Ces constats sont d’autant plus aberrants que le projet de l’hôpital Paris-Nord est délétère également sur le plan de la gestion de nos deniers publics : alors que la création du nouvel hôpital Nord coûtera aux alentours de 1,5 milliards d’euros, la rénovation des hôpitaux de Beaujon et de Bichat, elle, ne coûterait que 500 millions d’euros. Avec ce projet, nous aurons donc moins de lits et une qualité d’accueil diminuée pour un coût pourtant trois fois supérieur – et tout cela au bénéfice du secteur privé, grand gagnant de l’opération.

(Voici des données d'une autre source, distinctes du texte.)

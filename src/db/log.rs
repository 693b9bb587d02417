use crate::errors::AppResult;
use chrono::Local;
use rusqlite::Connection;
use rusqlite::params;

/// Write an internal audit line into the `log` table.
pub fn ttlog(conn: &Connection, operation: &str, target: &str, message: &str) -> AppResult<()> {
    // Local timestamp, ISO 8601
    let now = Local::now().to_rfc3339();

    let mut stmt = conn.prepare_cached(
        "INSERT INTO log (date, operation, target, message)
         VALUES (?1, ?2, ?3, ?4)",
    )?;

    stmt.execute(params![now, operation, target, message])?;

    Ok(())
}

/// Load audit rows in insertion order: (id, date, operation, target, message).
pub fn load_log(conn: &Connection) -> AppResult<Vec<(i64, String, String, String, String)>> {
    let mut stmt = conn.prepare_cached(
        "SELECT id, date, operation, IFNULL(target, ''), message FROM log ORDER BY id ASC",
    )?;

    let rows = stmt.query_map([], |row| {
        Ok((
            row.get(0)?,
            row.get(1)?,
            row.get(2)?,
            row.get(3)?,
            row.get(4)?,
        ))
    })?;

    let mut out = Vec::new();
    for r in rows {
        out.push(r?);
    }
    Ok(out)
}
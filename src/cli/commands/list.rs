use crate::cli::parser::Commands;
use crate::config::Config;
use crate::core::certification::LogStatus;
use crate::core::grid::DayLogModel;
use crate::core::log_set::MultiDayLogSet;
use crate::errors::{AppError, AppResult};
use crate::gateway;
use crate::models::duty_status::DutyStatus;
use crate::ui::messages::info;
use crate::utils::colors::{color_for_log_status, colorize_optional, paint};
use crate::utils::table::Table;

pub async fn handle(cmd: &Commands, cfg: &Config) -> AppResult<()> {
    if let Commands::List { trip, status } = cmd {
        let status_filter = match status {
            Some(s) => Some(LogStatus::from_db_str(s).ok_or_else(|| {
                AppError::Validation(format!(
                    "unknown status '{}' (use generated, certified or submitted)",
                    s
                ))
            })?),
            None => None,
        };

        let gw = gateway::connect(cfg)?;
        let records = gw.fetch_logs(*trip).await?;

        let mut set = MultiDayLogSet::new();
        let mut table = Table::with_headers(&[
            "ID", "Date", "Trip", "Status", "Vehicle", "Trailer", "OFF", "SB", "D", "ON",
        ]);

        for r in records
            .iter()
            .filter(|r| status_filter.is_none_or(|s| r.status == s))
        {
            let day = DayLogModel::from_record(r);
            let hours = day.hours_by_status();
            table.add_row(vec![
                day.id.to_string(),
                day.date_str(),
                day.trip.to_string(),
                paint(color_for_log_status(day.status), day.status.to_db_str()),
                colorize_optional(&day.vehicle_number),
                colorize_optional(&day.trailer_number),
                hours.get(DutyStatus::OffDuty).to_string(),
                hours.get(DutyStatus::SleeperBerth).to_string(),
                hours.get(DutyStatus::Driving).to_string(),
                hours.get(DutyStatus::OnDuty).to_string(),
            ]);
            if trip.is_some() {
                set.add(day);
            }
        }

        if table.is_empty() {
            info("No logs found.");
            return Ok(());
        }
        print!("{}", table.render());

        // trip totals only make sense within one trip
        if let Some(t) = trip {
            let total = set.summary();
            println!(
                "\nTrip #{} over {} day(s): driving {}h, on duty {}h, sleeper {}h, off duty {}h",
                t,
                set.len(),
                total.driving,
                total.on_duty,
                total.sleeper_berth,
                total.off_duty
            );
        }
    }

    Ok(())
}
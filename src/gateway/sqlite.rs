//! Local record store backed by the SQLite database.

use super::PersistenceGateway;
use crate::core::generator::{TripDay, planned_changes};
use crate::db::initialize::open_initialized;
use crate::db::log::ttlog;
use crate::db::pool::DbPool;
use crate::db::queries::{
    delete_log_sheet, find_log_sheet, insert_log_sheet, insert_status_change, load_log_sheet,
    load_log_sheets, load_log_status, load_trip, set_certified, update_equipment,
    update_visual_data,
};
use crate::errors::{AppError, AppResult};
use crate::models::day_log::DayLogRecord;
use crate::models::snapshot::VisualLogData;
use async_trait::async_trait;
use chrono::{Days, NaiveDate, Utc};
use rusqlite::Connection;
use std::sync::{Mutex, MutexGuard};

pub struct SqliteGateway {
    pool: Mutex<DbPool>,
    timeline_template: bool,
}

fn non_empty(value: Option<&str>) -> Option<&str> {
    value.map(str::trim).filter(|v| !v.is_empty())
}

impl SqliteGateway {
    /// Open (and migrate) the database at `path`.
    pub fn open(path: &str) -> AppResult<Self> {
        Ok(Self::from_pool(open_initialized(path)?))
    }

    pub fn from_pool(pool: DbPool) -> Self {
        Self {
            pool: Mutex::new(pool),
            timeline_template: false,
        }
    }

    /// Seed newly generated days with the planned duty timeline.
    pub fn with_timeline_template(mut self, enabled: bool) -> Self {
        self.timeline_template = enabled;
        self
    }

    fn lock(&self) -> AppResult<MutexGuard<'_, DbPool>> {
        self.pool
            .lock()
            .map_err(|_| AppError::Other("database connection lock poisoned".into()))
    }

    fn with_conn<T>(&self, f: impl FnOnce(&Connection) -> AppResult<T>) -> AppResult<T> {
        let pool = self.lock()?;
        f(&pool.conn)
    }

    fn save_blocking(&self, log_id: i64, snapshot: &VisualLogData) -> AppResult<()> {
        let pool = self.lock()?;
        let conn = &pool.conn;
        let target = log_id.to_string();

        let status = load_log_status(conn, log_id)?
            .ok_or_else(|| AppError::NotFound(format!("log {}", log_id)))?;
        status.ensure_editable(&target)?;

        update_visual_data(conn, log_id, snapshot)?;

        let hours: usize = snapshot.days().map(|(_, entries)| entries.len()).sum();
        ttlog(
            conn,
            "save",
            &target,
            &format!("Visual log data saved ({} entries)", hours),
        )?;
        Ok(())
    }

    fn certify_blocking(&self, log_id: i64) -> AppResult<()> {
        let pool = self.lock()?;
        let conn = &pool.conn;
        let target = log_id.to_string();

        let status = load_log_status(conn, log_id)?
            .ok_or_else(|| AppError::NotFound(format!("log {}", log_id)))?;
        status.ensure_certifiable(&target)?;

        set_certified(conn, log_id, Utc::now())?;
        ttlog(conn, "certify", &target, "Log certified")?;
        Ok(())
    }

    fn generate_blocking(
        &self,
        trip_id: i64,
        start_date: NaiveDate,
        vehicle_number: Option<&str>,
        trailer_number: Option<&str>,
    ) -> AppResult<Vec<DayLogRecord>> {
        let mut pool = self.lock()?;
        let vehicle = non_empty(vehicle_number);
        let trailer = non_empty(trailer_number);

        let tx = pool.conn.transaction()?;
        let trip = load_trip(&tx, trip_id)?;
        let days = trip.trip_days();

        let mut ids = Vec::with_capacity(days.min(366) as usize);
        let mut created = 0;
        for i in 0..days {
            let date = start_date
                .checked_add_days(Days::new(u64::from(i)))
                .ok_or_else(|| {
                    AppError::Validation(format!(
                        "day {} of trip {} falls after the last supported date",
                        i + 1,
                        trip_id
                    ))
                })?;

            let id = match find_log_sheet(&tx, trip_id, &date)? {
                Some(id) => {
                    update_equipment(&tx, id, vehicle, trailer)?;
                    id
                }
                None => {
                    let id = insert_log_sheet(
                        &tx,
                        trip_id,
                        &date,
                        vehicle.unwrap_or(""),
                        trailer.unwrap_or(""),
                    )?;
                    if self.timeline_template {
                        for change in planned_changes(&trip, date, TripDay::of(i, days)) {
                            insert_status_change(&tx, id, &change)?;
                        }
                    }
                    created += 1;
                    id
                }
            };
            ids.push(id);
        }

        ttlog(
            &tx,
            "generate",
            &trip_id.to_string(),
            &format!(
                "{} day(s) from {} ({} new)",
                days,
                start_date.format("%Y-%m-%d"),
                created
            ),
        )?;
        tx.commit()?;

        let conn = &pool.conn;
        ids.into_iter().map(|id| load_log_sheet(conn, id)).collect()
    }

    fn delete_blocking(&self, log_id: i64) -> AppResult<()> {
        let pool = self.lock()?;
        let conn = &pool.conn;

        if delete_log_sheet(conn, log_id)? == 0 {
            return Err(AppError::NotFound(format!("log {}", log_id)));
        }
        ttlog(conn, "delete", &log_id.to_string(), "Log deleted")?;
        Ok(())
    }
}

#[async_trait]
impl PersistenceGateway for SqliteGateway {
    async fn fetch_logs(&self, trip_id: Option<i64>) -> AppResult<Vec<DayLogRecord>> {
        self.with_conn(|conn| load_log_sheets(conn, trip_id))
    }

    async fn save_visual_data(&self, log_id: i64, snapshot: &VisualLogData) -> AppResult<()> {
        self.save_blocking(log_id, snapshot)
    }

    async fn certify(&self, log_id: i64) -> AppResult<()> {
        self.certify_blocking(log_id)
    }

    async fn generate_logs(
        &self,
        trip_id: i64,
        start_date: NaiveDate,
        vehicle_number: Option<&str>,
        trailer_number: Option<&str>,
    ) -> AppResult<Vec<DayLogRecord>> {
        self.generate_blocking(trip_id, start_date, vehicle_number, trailer_number)
    }

    async fn delete_log(&self, log_id: i64) -> AppResult<()> {
        self.delete_blocking(log_id)
    }

    fn backend_name(&self) -> &'static str {
        "sqlite"
    }

    async fn fetch_log(&self, log_id: i64) -> AppResult<DayLogRecord> {
        self.with_conn(|conn| load_log_sheet(conn, log_id))
    }
}
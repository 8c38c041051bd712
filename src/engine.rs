//! Check engine: runs the catalog against a project and aggregates scores.
//!
//! Checks are independent pure functions, so they run in parallel; the
//! indexed collect restores catalog order before aggregation. A check that
//! panics is converted into a failing result so one broken check never
//! aborts the run.

use std::panic::{catch_unwind, AssertUnwindSafe};
use std::path::{Path, PathBuf};
use std::time::Instant;

use rayon::prelude::*;
use thiserror::Error;
use tracing::debug;

use crate::checks::{CheckSpec, CATALOG};
use crate::models::{Category, CheckResult, ProjectResult};

/// Input errors that abort a run before any check executes.
#[derive(Debug, Error)]
pub enum EngineError {
    #[error("path does not exist or is not a directory: {}", .0.display())]
    PathNotFound(PathBuf),

    #[error("Unknown category '{given}'. Valid: {valid}")]
    UnknownCategory { given: String, valid: String },
}

/// Orchestrates project checks and produces a [`ProjectResult`].
pub struct CheckEngine {
    project_path: PathBuf,
    category: Option<String>,
}

impl CheckEngine {
    pub fn new(project_path: impl Into<PathBuf>, category: Option<String>) -> Self {
        Self {
            project_path: project_path.into(),
            category,
        }
    }

    /// Run all checks (or the filtered category) and return the result.
    pub fn run(&self) -> Result<ProjectResult, EngineError> {
        let project_path = self
            .project_path
            .canonicalize()
            .ok()
            .filter(|p| p.is_dir())
            .ok_or_else(|| EngineError::PathNotFound(self.project_path.clone()))?;

        let selected = self.select_checks()?;
        debug!(checks = selected.len(), path = %project_path.display(), "running audit");
        let started = Instant::now();

        let results: Vec<CheckResult> = selected
            .par_iter()
            .map(|spec| run_isolated(spec, &project_path))
            .collect();

        debug!(elapsed_ms = started.elapsed().as_millis() as u64, "audit complete");
        Ok(ProjectResult::from_checks(project_path, results))
    }

    fn select_checks(&self) -> Result<Vec<&'static CheckSpec>, EngineError> {
        match &self.category {
            Some(name) => {
                let category = Category::from_name(name).ok_or_else(|| {
                    EngineError::UnknownCategory {
                        given: name.clone(),
                        valid: Category::valid_names(),
                    }
                })?;
                Ok(CATALOG.iter().filter(|s| s.category == category).collect())
            }
            None => Ok(CATALOG.iter().collect()),
        }
    }
}

/// Run one check, converting a panic into a failing result. The catalog
/// entry keeps the identity and weight, so attribution survives a broken
/// check body.
fn run_isolated(spec: &CheckSpec, project: &Path) -> CheckResult {
    catch_unwind(AssertUnwindSafe(|| spec.execute(project))).unwrap_or_else(|_| {
        CheckResult::new(
            spec.name,
            spec.category,
            spec.weight,
            false,
            "Internal error while running check".into(),
            vec![],
            "Re-run with RUST_LOG=debug and report this as a gilt bug.".into(),
        )
    })
}
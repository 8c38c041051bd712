//! Reserve command: secure a package name on PyPI.

use std::process::ExitCode;

use anyhow::Result;
use console::style;
use serde_json::json;

use gilt::config::UserConfig;
use gilt::registry::{credentials, reserve};

pub fn run(
    name: &str,
    author: Option<String>,
    email: Option<String>,
    dry_run: bool,
    as_json: bool,
) -> Result<ExitCode> {
    let config = UserConfig::load();
    let author = author
        .or_else(|| config.author.name.clone())
        .unwrap_or_else(|| "Unknown".to_string());
    let email = email
        .or_else(|| config.author.email.clone())
        .unwrap_or_default();

    let token = if dry_run {
        credentials::get_token(&config).unwrap_or_default()
    } else {
        match credentials::resolve_token(&config, !as_json) {
            Ok(token) => token,
            Err(err) => {
                if as_json {
                    println!("{}", json!({ "error": err.to_string() }));
                } else {
                    eprintln!("{} {err:#}", style("❌").red());
                }
                return Ok(ExitCode::FAILURE);
            }
        }
    };

    let result = reserve::reserve(name, &author, &email, &token, dry_run);

    if as_json {
        println!(
            "{}",
            serde_json::to_string_pretty(&json!({
                "success": result.success,
                "package_name": result.package_name,
                "version": result.version,
                "message": result.message,
            }))?
        );
        return Ok(if result.success {
            ExitCode::SUCCESS
        } else {
            ExitCode::FAILURE
        });
    }

    if result.success {
        println!("{} {}", style("✅").green(), result.message);
        println!("   View at: https://pypi.org/project/{name}/");
        Ok(ExitCode::SUCCESS)
    } else {
        eprintln!("{} {}", style("❌").red(), result.message);
        Ok(ExitCode::FAILURE)
    }
}
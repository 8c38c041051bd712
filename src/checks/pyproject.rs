//! Audit checks for pyproject.toml (9 checks, 27 pts).

use std::path::Path;

use toml::Value;

use super::{load_pyproject, Outcome};

fn tool_table<'a>(data: &'a Value, name: &str) -> Option<&'a Value> {
    data.get("tool").and_then(|t| t.get(name))
}

/// pyproject.toml exists and is parsable.
pub fn exists(project: &Path) -> Outcome {
    let path = project.join("pyproject.toml");
    if !path.exists() {
        return Outcome::fail(
            "pyproject.toml not found",
            vec![],
            "Create a pyproject.toml at the project root.",
        );
    }
    if load_pyproject(project).is_none() {
        return Outcome::fail(
            "pyproject.toml is unparsable",
            vec!["File exists but contains invalid TOML".into()],
            "Fix TOML syntax errors in pyproject.toml.",
        );
    }
    Outcome::pass("pyproject.toml found")
}

/// [project.urls] carries all four standard links.
pub fn urls(project: &Path) -> Outcome {
    const REQUIRED: [&str; 4] = ["Homepage", "Documentation", "Repository", "Issues"];
    let Some(data) = load_pyproject(project) else {
        return Outcome::fail(
            "pyproject.toml not found or unparsable",
            vec![],
            "Create pyproject.toml with [project.urls] section.",
        );
    };
    let urls = data
        .get("project")
        .and_then(|p| p.get("urls"))
        .and_then(|u| u.as_table());
    let present: Vec<&str> = REQUIRED
        .iter()
        .copied()
        .filter(|k| urls.is_some_and(|u| u.contains_key(*k)))
        .collect();
    let missing: Vec<&str> = REQUIRED
        .iter()
        .copied()
        .filter(|k| !present.contains(k))
        .collect();
    if !missing.is_empty() {
        return Outcome::fail(
            format!("Missing {} URL(s) in [project.urls]", missing.len()),
            vec![
                format!("Missing: {}", missing.join(", ")),
                format!("Present: {}", present.join(", ")),
            ],
            format!(
                "Add {} to [project.urls] in pyproject.toml.",
                missing.join(", ")
            ),
        );
    }
    Outcome::pass("All 4 URLs present")
}

/// Version is dynamic and driven by hatch-vcs.
pub fn dynamic_version(project: &Path) -> Outcome {
    let Some(data) = load_pyproject(project) else {
        return Outcome::fail(
            "pyproject.toml not found or unparsable",
            vec![],
            "Create pyproject.toml with dynamic version using hatch-vcs.",
        );
    };
    let has_dynamic = data
        .get("project")
        .and_then(|p| p.get("dynamic"))
        .and_then(|d| d.as_array())
        .is_some_and(|d| d.iter().any(|v| v.as_str() == Some("version")));
    let has_hatch_vcs = data
        .get("build-system")
        .and_then(|b| b.get("requires"))
        .and_then(|r| r.as_array())
        .is_some_and(|r| {
            r.iter()
                .any(|v| v.as_str().is_some_and(|s| s.contains("hatch-vcs")))
        });
    let mut problems = Vec::new();
    if !has_dynamic {
        problems.push("Missing: dynamic = [\"version\"]".to_string());
    }
    if !has_hatch_vcs {
        problems.push("Missing: hatch-vcs in build-system.requires".to_string());
    }
    if !problems.is_empty() {
        return Outcome::fail(
            "Version is not dynamically managed",
            problems,
            "Add hatch-vcs to build-system.requires and set dynamic = [\"version\"].",
        );
    }
    Outcome::pass("Dynamic version with hatch-vcs")
}

/// [tool.mypy] enables the strict baseline settings.
pub fn mypy(project: &Path) -> Outcome {
    const REQUIRED: [&str; 4] = [
        "strict",
        "pretty",
        "disallow_incomplete_defs",
        "check_untyped_defs",
    ];
    let Some(data) = load_pyproject(project) else {
        return Outcome::fail(
            "pyproject.toml not found or unparsable",
            vec![],
            "Create pyproject.toml with [tool.mypy] section.",
        );
    };
    let mypy = tool_table(&data, "mypy");
    let missing: Vec<&str> = REQUIRED
        .iter()
        .copied()
        .filter(|k| {
            !mypy
                .and_then(|m| m.get(*k))
                .and_then(|v| v.as_bool())
                .unwrap_or(false)
        })
        .collect();
    let present: Vec<&str> = REQUIRED
        .iter()
        .copied()
        .filter(|k| !missing.contains(k))
        .collect();
    if !missing.is_empty() {
        return Outcome::fail(
            format!("MyPy config incomplete — missing {} setting(s)", missing.len()),
            vec![
                format!("Missing: {}", missing.join(", ")),
                format!("Present: {}", present.join(", ")),
            ],
            format!(
                "Add {} to [tool.mypy].",
                missing
                    .iter()
                    .map(|k| format!("{k} = true"))
                    .collect::<Vec<_>>()
                    .join(", ")
            ),
        );
    }
    Outcome::pass("MyPy fully configured")
}

/// [tool.ruff.lint] has per-file-ignores and isort first-party config.
pub fn ruff(project: &Path) -> Outcome {
    let Some(data) = load_pyproject(project) else {
        return Outcome::fail(
            "pyproject.toml not found or unparsable",
            vec![],
            "Create pyproject.toml with [tool.ruff.lint] section.",
        );
    };
    let lint = tool_table(&data, "ruff").and_then(|r| r.get("lint"));
    let mut problems = Vec::new();
    if lint.and_then(|l| l.get("per-file-ignores")).is_none() {
        problems.push("Missing: [tool.ruff.lint.per-file-ignores]".to_string());
    }
    let has_first_party = lint
        .and_then(|l| l.get("isort"))
        .and_then(|i| i.get("known-first-party"))
        .is_some();
    if !has_first_party {
        problems.push("Missing: known-first-party in [tool.ruff.lint.isort]".to_string());
    }
    if !problems.is_empty() {
        return Outcome::fail(
            "Ruff config incomplete",
            problems,
            "Add per-file-ignores for tests and known-first-party to ruff config.",
        );
    }
    Outcome::pass("Ruff fully configured")
}

/// [tool.pytest.ini_options] is complete.
pub fn pytest(project: &Path) -> Outcome {
    let Some(data) = load_pyproject(project) else {
        return Outcome::fail(
            "pyproject.toml not found or unparsable",
            vec![],
            "Create pyproject.toml with [tool.pytest.ini_options].",
        );
    };
    let cfg = tool_table(&data, "pytest").and_then(|p| p.get("ini_options"));
    let addopts = cfg
        .and_then(|c| c.get("addopts"))
        .and_then(|a| a.as_array())
        .map(|a| {
            a.iter()
                .filter_map(|v| v.as_str())
                .collect::<Vec<_>>()
                .join(" ")
        })
        .unwrap_or_default();
    let mut problems = Vec::new();
    if !addopts.contains("--strict-markers") {
        problems.push("Missing: --strict-markers in addopts".to_string());
    }
    if !addopts.contains("--strict-config") {
        problems.push("Missing: --strict-config in addopts".to_string());
    }
    if !addopts.contains("--import-mode=importlib") {
        problems.push("Missing: --import-mode=importlib in addopts".to_string());
    }
    if cfg.and_then(|c| c.get("pythonpath")).is_none() {
        problems.push("Missing: pythonpath = [\"src\"]".to_string());
    }
    if cfg.and_then(|c| c.get("filterwarnings")).is_none() {
        problems.push("Missing: filterwarnings".to_string());
    }
    if !problems.is_empty() {
        return Outcome::fail(
            format!("Pytest config incomplete — missing {} setting(s)", problems.len()),
            problems,
            "Add missing settings to [tool.pytest.ini_options].",
        );
    }
    Outcome::pass("Pytest fully configured")
}

/// [tool.coverage] enables branch coverage, relative files, xml output,
/// and report exclusions.
pub fn coverage(project: &Path) -> Outcome {
    let Some(data) = load_pyproject(project) else {
        return Outcome::fail(
            "pyproject.toml not found or unparsable",
            vec![],
            "Create pyproject.toml with [tool.coverage] sections.",
        );
    };
    let cov = tool_table(&data, "coverage");
    let run_flag = |key: &str| {
        cov.and_then(|c| c.get("run"))
            .and_then(|r| r.get(key))
            .and_then(|v| v.as_bool())
            .unwrap_or(false)
    };
    let mut problems = Vec::new();
    if !run_flag("branch") {
        problems.push("Missing: branch = true in [tool.coverage.run]".to_string());
    }
    if !run_flag("relative_files") {
        problems.push("Missing: relative_files = true in [tool.coverage.run]".to_string());
    }
    if cov.and_then(|c| c.get("xml")).is_none() {
        problems.push("Missing: [tool.coverage.xml] section".to_string());
    }
    let has_exclude = cov
        .and_then(|c| c.get("report"))
        .and_then(|r| r.get("exclude_lines"))
        .is_some();
    if !has_exclude {
        problems.push("Missing: exclude_lines in [tool.coverage.report]".to_string());
    }
    if !problems.is_empty() {
        return Outcome::fail(
            format!(
                "Coverage config incomplete — missing {} setting(s)",
                problems.len()
            ),
            problems,
            "Add missing settings to [tool.coverage] sections.",
        );
    }
    Outcome::pass("Coverage fully configured")
}

/// Required trove classifiers are declared.
pub fn classifiers(project: &Path) -> Outcome {
    const REQUIRED: [(&str, &str); 3] = [
        ("Development Status", "Development Status ::"),
        ("Python version", "Programming Language :: Python :: 3"),
        ("Typed", "Typing :: Typed"),
    ];
    let Some(data) = load_pyproject(project) else {
        return Outcome::fail(
            "pyproject.toml not found or unparsable",
            vec![],
            "Add classifiers to [project] in pyproject.toml.",
        );
    };
    let classifiers: Vec<&str> = data
        .get("project")
        .and_then(|p| p.get("classifiers"))
        .and_then(|c| c.as_array())
        .map(|a| a.iter().filter_map(|v| v.as_str()).collect())
        .unwrap_or_default();
    let missing: Vec<&str> = REQUIRED
        .iter()
        .filter(|(_, prefix)| !classifiers.iter().any(|c| c.starts_with(prefix)))
        .map(|(label, _)| *label)
        .collect();
    if !missing.is_empty() {
        return Outcome::fail(
            format!("Missing {} required classifier(s)", missing.len()),
            vec![format!("Missing: {}", missing.join(", "))],
            "Add Development Status, Python version, and Typing :: Typed classifiers.",
        );
    }
    Outcome::pass("Required classifiers present")
}

/// Essential ruff rule families are activated.
pub fn ruff_rules(project: &Path) -> Outcome {
    const REQUIRED: [&str; 5] = ["E", "F", "I", "UP", "B"];
    let Some(data) = load_pyproject(project) else {
        return Outcome::fail(
            "pyproject.toml not found or unparsable",
            vec![],
            "Add [tool.ruff.lint] select with E, F, I, UP, B.",
        );
    };
    let lint = tool_table(&data, "ruff").and_then(|r| r.get("lint"));
    let rules: Vec<&str> = ["select", "extend-select"]
        .iter()
        .filter_map(|key| lint.and_then(|l| l.get(*key)).and_then(|v| v.as_array()))
        .flatten()
        .filter_map(|v| v.as_str())
        .collect();
    // "ALL" includes everything
    let missing: Vec<&str> = if rules.contains(&"ALL") {
        vec![]
    } else {
        REQUIRED
            .iter()
            .copied()
            .filter(|r| !rules.contains(r))
            .collect()
    };
    if !missing.is_empty() {
        return Outcome::fail(
            format!("Missing {} essential ruff rule(s)", missing.len()),
            vec![format!("Missing: {}", missing.join(", "))],
            format!("Add {} to [tool.ruff.lint] select.", missing.join(", ")),
        );
    }
    Outcome::pass("Essential ruff rules activated")
}

#[cfg(test)]
mod tests {
    use super::*;

    fn project_with(content: &str) -> tempfile::TempDir {
        let dir = tempfile::tempdir().unwrap();
        std::fs::write(dir.path().join("pyproject.toml"), content).unwrap();
        dir
    }

    #[test]
    fn exists_distinguishes_missing_from_unparsable() {
        let empty = tempfile::tempdir().unwrap();
        let missing = exists(empty.path());
        assert!(!missing.passed);
        assert_eq!(missing.message, "pyproject.toml not found");

        let corrupt = project_with("not [ valid toml");
        let unparsable = exists(corrupt.path());
        assert!(!unparsable.passed);
        assert_eq!(unparsable.message, "pyproject.toml is unparsable");

        let ok = project_with("[project]\nname = \"demo\"\n");
        assert!(exists(ok.path()).passed);
    }

    #[test]
    fn urls_reports_missing_and_present() {
        let dir = project_with(
            "[project.urls]\nHomepage = \"https://x\"\nRepository = \"https://x\"\n",
        );
        let outcome = urls(dir.path());
        assert!(!outcome.passed);
        assert_eq!(outcome.message, "Missing 2 URL(s) in [project.urls]");
        assert_eq!(outcome.details[0], "Missing: Documentation, Issues");
        assert_eq!(outcome.details[1], "Present: Homepage, Repository");
        assert!(outcome.fix.contains("Documentation, Issues"));
    }

    #[test]
    fn dynamic_version_needs_both_halves() {
        let dir = project_with("[project]\ndynamic = [\"version\"]\n");
        let outcome = dynamic_version(dir.path());
        assert!(!outcome.passed);
        assert_eq!(outcome.details, vec!["Missing: hatch-vcs in build-system.requires"]);

        let dir = project_with(
            "[project]\ndynamic = [\"version\"]\n[build-system]\nrequires = [\"hatchling\", \"hatch-vcs\"]\n",
        );
        assert!(dynamic_version(dir.path()).passed);
    }

    #[test]
    fn mypy_requires_all_strict_flags() {
        let dir = project_with("[tool.mypy]\nstrict = true\npretty = true\n");
        let outcome = mypy(dir.path());
        assert!(!outcome.passed);
        assert!(outcome.details[0].contains("disallow_incomplete_defs"));
        assert!(outcome.fix.contains("check_untyped_defs = true"));

        let dir = project_with(
            "[tool.mypy]\nstrict = true\npretty = true\ndisallow_incomplete_defs = true\ncheck_untyped_defs = true\n",
        );
        assert!(mypy(dir.path()).passed);
    }

    #[test]
    fn pytest_checks_addopts_and_keys() {
        let dir = project_with(
            "[tool.pytest.ini_options]\naddopts = [\"--strict-markers\", \"--strict-config\", \"--import-mode=importlib\"]\npythonpath = [\"src\"]\nfilterwarnings = [\"error\"]\n",
        );
        assert!(pytest(dir.path()).passed);

        let dir = project_with("[tool.pytest.ini_options]\naddopts = [\"-q\"]\n");
        let outcome = pytest(dir.path());
        assert!(!outcome.passed);
        assert_eq!(outcome.details.len(), 5);
    }

    #[test]
    fn ruff_rules_accepts_all_selector() {
        let dir = project_with("[tool.ruff.lint]\nselect = [\"ALL\"]\n");
        assert!(ruff_rules(dir.path()).passed);

        let dir = project_with(
            "[tool.ruff.lint]\nselect = [\"E\", \"F\"]\nextend-select = [\"I\", \"UP\"]\n",
        );
        let outcome = ruff_rules(dir.path());
        assert!(!outcome.passed);
        assert_eq!(outcome.details, vec!["Missing: B"]);
    }

    #[test]
    fn classifiers_match_by_prefix() {
        let dir = project_with(
            "[project]\nclassifiers = [\n  \"Development Status :: 4 - Beta\",\n  \"Programming Language :: Python :: 3.12\",\n  \"Typing :: Typed\",\n]\n",
        );
        assert!(classifiers(dir.path()).passed);
    }
}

Un projet néo-libéral dans la droite lignée de la politique de Macron
Le projet de l’hôpital Paris-Nord n’est pourtant que l’un des nombreux symptômes de la privatisation insidieuse, progressive mais totale de notre système de santé, amorcée dès les années 1980 avec l’introduction du New Public Management dans la gestion des hôpitaux qui marque la fin du compromis non-marchand d’après-guerre via une modification de l’organisation de l’hôpital selon les modalités du privé. A cette « managérialisation » s’est ajoutée par la suite, dans les années 2000, une « marchandisation », soit l’introduction d’une logique de rentabilité marchande dans les actes de soins, symbolisée par la tarification T2A, ou les indicateurs de performance. L’arrivée au pouvoir de Macron n’a fait qu’accélérer ce tournant, notamment avec le « virage ambulatoire » du plan « Ma Santé 2022 » qui cherche à raccourcir le temps de séjour des patients.
Les gros pôles hospitaliers à la pointe de l’innovation technique, dont l’hôpital Paris-Nord ferait partie, poursuivent quant à eux cette même logique de rentabilité financière, d’industrialisation et de concurrence (notamment pour attirer des médecins), à la manière d’un véritable « marché » de la santé publique. In fine, ces projets nous rapprochent chaque jour d’un système hospitalier très technicisé et déshumanisé, incapable de prendre en compte des besoins de la population et niant la vocation sociale de l’hôpital. D’autres projets similaires sont en cours, à l’instar du nouvel hôpital du plateau de Saclay qui ouvrira en 2024 et qui résulte de la fusion de trois hôpitaux (Orsay, Juvisy et Longjumeau).
La création d’un marché hospitalier, logique à laquelle répond le projet de l’hôpital Paris-Nord, est incompatible avec la santé publique et la solidarité collective, qui doivent reposer sur un bien commun financé par la nation et placé hors des lois du marché. Au-delà de l’hôpital public, c’est notre économie toute entière que nous devons repenser pour faire face à la crise multidimensionnelle du service public : il faut créer une véritable économie au service des besoins.